_ENTRIES SUPPLIED_
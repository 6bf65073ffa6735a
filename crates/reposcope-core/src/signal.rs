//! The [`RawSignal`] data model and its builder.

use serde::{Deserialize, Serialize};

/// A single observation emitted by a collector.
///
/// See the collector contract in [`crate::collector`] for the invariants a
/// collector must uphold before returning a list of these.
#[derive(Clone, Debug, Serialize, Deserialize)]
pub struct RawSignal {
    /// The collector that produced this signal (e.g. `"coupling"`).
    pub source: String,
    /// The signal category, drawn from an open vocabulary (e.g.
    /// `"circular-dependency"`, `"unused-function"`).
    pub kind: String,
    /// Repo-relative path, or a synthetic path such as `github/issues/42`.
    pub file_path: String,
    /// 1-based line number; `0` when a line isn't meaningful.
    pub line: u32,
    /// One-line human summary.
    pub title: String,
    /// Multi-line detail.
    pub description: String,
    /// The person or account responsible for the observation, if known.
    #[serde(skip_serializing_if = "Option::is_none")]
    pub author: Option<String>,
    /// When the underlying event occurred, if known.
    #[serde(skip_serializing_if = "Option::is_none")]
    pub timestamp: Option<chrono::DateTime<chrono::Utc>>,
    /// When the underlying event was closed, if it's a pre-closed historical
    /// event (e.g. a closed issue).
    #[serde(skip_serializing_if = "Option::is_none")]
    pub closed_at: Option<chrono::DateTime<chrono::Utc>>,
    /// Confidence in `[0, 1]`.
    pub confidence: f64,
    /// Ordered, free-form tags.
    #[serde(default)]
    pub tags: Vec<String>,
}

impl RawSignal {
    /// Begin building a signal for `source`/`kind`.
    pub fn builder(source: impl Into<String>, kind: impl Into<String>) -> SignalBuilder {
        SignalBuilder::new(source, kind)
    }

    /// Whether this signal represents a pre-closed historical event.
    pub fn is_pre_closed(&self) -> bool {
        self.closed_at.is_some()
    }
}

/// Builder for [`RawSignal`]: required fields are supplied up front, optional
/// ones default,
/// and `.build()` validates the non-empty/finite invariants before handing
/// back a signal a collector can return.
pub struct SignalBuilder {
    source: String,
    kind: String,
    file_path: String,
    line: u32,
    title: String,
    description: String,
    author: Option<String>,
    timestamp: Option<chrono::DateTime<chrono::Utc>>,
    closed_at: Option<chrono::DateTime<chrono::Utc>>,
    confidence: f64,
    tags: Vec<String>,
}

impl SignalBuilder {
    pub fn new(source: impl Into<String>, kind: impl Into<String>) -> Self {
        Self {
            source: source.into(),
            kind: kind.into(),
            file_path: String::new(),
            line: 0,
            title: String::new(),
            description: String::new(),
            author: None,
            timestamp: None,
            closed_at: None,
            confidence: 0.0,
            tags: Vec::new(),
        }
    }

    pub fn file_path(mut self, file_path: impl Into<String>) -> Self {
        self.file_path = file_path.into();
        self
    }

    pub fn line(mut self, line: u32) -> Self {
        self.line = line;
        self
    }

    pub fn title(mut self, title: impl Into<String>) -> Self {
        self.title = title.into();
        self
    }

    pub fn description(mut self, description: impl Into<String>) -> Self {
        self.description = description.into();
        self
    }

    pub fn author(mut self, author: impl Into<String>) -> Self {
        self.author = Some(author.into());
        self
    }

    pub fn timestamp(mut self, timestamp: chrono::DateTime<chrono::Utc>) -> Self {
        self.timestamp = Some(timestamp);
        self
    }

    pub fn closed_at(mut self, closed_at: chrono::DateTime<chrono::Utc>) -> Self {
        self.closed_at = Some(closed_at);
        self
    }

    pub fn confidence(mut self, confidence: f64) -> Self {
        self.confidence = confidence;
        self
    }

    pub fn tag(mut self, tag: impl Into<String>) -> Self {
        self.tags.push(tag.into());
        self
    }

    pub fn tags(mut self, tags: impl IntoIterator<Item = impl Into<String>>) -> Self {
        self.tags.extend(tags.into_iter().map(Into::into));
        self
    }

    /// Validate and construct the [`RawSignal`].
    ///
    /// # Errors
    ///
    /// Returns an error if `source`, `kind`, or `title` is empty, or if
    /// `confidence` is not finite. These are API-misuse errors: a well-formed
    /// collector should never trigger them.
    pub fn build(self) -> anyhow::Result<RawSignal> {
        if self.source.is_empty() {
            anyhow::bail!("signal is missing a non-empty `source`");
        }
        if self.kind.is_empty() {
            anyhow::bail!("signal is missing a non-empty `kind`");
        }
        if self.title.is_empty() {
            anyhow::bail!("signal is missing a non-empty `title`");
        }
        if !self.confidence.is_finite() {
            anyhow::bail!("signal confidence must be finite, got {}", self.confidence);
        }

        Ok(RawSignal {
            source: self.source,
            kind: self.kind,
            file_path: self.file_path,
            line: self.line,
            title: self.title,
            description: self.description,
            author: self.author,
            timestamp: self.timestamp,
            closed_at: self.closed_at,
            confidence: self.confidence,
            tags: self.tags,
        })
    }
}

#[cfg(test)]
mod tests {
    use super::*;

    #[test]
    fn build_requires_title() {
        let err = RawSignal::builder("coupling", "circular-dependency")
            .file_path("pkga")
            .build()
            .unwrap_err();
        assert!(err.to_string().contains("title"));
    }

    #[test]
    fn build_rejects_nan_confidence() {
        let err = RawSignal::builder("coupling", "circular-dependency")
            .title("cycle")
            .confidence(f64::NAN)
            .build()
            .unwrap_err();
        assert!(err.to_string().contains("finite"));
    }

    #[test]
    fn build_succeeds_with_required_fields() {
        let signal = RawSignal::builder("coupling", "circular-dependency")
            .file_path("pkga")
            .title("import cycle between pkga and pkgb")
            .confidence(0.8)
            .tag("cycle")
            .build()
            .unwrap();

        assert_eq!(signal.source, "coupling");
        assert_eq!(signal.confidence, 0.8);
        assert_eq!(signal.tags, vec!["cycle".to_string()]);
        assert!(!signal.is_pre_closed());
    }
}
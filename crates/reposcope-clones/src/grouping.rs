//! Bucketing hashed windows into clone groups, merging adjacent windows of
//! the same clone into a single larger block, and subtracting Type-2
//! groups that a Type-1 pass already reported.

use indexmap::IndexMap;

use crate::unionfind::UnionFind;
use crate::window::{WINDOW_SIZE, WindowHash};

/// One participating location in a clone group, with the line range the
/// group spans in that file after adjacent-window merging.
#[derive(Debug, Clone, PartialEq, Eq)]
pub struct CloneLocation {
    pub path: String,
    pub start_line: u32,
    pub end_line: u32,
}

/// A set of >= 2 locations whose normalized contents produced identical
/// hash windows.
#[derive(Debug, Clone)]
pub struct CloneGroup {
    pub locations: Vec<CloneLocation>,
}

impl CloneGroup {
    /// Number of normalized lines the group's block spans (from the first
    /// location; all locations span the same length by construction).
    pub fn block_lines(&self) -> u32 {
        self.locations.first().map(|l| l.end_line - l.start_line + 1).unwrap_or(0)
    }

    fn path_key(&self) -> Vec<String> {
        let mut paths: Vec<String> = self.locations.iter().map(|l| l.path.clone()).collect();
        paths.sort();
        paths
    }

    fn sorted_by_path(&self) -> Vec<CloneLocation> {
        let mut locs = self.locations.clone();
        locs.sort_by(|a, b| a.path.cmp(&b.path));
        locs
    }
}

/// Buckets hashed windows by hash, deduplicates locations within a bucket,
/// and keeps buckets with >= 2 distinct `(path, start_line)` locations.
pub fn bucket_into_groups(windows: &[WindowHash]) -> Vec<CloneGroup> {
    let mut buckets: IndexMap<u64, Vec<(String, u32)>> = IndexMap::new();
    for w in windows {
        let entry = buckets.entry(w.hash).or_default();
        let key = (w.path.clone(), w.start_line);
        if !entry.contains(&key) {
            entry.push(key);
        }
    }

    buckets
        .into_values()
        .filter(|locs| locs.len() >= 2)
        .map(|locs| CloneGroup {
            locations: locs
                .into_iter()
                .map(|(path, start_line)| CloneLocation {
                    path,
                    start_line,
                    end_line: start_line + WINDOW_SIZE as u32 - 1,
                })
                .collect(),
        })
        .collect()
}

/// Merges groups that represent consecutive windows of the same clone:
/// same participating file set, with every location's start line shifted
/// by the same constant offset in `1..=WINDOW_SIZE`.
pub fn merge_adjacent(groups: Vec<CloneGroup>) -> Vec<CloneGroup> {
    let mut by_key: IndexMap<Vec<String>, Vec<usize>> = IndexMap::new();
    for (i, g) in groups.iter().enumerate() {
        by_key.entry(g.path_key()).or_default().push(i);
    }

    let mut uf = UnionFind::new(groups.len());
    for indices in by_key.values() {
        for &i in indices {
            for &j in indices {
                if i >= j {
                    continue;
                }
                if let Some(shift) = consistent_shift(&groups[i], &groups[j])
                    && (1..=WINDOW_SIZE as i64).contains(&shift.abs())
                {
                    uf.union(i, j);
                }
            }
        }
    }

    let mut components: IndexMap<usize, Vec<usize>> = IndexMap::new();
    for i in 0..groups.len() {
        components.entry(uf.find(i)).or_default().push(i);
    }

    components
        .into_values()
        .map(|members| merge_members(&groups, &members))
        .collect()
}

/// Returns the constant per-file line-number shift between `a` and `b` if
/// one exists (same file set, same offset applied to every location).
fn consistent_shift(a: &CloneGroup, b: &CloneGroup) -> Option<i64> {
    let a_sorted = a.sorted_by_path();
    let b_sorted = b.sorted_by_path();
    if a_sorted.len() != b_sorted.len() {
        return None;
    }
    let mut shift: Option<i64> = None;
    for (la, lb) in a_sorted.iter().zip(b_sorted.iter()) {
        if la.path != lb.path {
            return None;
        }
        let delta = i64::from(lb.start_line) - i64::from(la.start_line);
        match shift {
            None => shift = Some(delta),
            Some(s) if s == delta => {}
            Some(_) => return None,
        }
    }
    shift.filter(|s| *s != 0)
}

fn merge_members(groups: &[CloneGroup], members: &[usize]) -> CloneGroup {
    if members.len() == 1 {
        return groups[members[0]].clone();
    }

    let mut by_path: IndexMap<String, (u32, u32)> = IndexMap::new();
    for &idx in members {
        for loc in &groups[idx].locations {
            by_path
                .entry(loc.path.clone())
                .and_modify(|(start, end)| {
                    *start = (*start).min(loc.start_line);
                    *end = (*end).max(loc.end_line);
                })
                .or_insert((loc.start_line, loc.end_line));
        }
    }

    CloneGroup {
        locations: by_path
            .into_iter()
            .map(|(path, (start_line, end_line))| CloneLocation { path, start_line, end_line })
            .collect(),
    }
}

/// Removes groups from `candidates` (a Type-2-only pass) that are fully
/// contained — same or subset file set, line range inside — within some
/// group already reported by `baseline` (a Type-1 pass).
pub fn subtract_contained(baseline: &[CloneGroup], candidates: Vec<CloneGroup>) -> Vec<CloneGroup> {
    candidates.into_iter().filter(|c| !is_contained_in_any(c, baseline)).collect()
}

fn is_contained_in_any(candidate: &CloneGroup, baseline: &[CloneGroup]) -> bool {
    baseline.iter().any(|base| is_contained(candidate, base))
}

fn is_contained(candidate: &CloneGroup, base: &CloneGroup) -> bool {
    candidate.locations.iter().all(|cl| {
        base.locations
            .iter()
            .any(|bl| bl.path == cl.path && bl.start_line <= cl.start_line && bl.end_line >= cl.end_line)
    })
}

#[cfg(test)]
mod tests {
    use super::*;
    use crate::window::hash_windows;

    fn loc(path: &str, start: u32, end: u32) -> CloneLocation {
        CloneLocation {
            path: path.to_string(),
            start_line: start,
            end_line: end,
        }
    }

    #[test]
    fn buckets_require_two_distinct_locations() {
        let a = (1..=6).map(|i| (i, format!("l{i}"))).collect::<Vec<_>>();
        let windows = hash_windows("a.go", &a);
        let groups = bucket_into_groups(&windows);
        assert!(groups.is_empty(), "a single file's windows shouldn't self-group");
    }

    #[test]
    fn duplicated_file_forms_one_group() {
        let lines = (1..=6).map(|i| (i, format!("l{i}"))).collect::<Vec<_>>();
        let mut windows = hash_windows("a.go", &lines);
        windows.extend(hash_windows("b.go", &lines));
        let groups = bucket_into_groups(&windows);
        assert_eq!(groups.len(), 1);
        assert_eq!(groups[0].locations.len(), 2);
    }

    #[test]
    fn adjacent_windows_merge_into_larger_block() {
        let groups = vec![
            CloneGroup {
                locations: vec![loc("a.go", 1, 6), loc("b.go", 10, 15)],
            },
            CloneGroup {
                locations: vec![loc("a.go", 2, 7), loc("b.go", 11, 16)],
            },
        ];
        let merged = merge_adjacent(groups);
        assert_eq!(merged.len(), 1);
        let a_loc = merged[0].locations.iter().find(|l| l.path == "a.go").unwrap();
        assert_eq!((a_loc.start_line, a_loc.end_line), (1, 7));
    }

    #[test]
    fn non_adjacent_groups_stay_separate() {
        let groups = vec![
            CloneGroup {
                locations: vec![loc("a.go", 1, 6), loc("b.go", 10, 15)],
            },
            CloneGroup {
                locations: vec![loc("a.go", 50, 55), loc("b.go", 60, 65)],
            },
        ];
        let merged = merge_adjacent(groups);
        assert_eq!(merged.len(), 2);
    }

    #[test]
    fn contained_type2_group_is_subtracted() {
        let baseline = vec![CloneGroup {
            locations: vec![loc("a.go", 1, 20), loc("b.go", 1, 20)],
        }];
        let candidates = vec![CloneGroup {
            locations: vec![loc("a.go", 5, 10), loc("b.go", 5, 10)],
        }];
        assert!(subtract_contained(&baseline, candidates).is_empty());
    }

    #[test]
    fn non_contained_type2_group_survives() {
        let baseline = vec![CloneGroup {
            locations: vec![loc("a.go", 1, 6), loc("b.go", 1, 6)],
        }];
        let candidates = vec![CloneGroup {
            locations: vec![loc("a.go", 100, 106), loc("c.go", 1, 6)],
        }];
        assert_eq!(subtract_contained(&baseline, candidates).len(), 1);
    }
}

_HOW TO COMPLETE THIS TASK_
Where a line of the listing contains "CloneLocation", count it; your answer must be only the resulting number.

_RESULT FOR THIS TASK_
7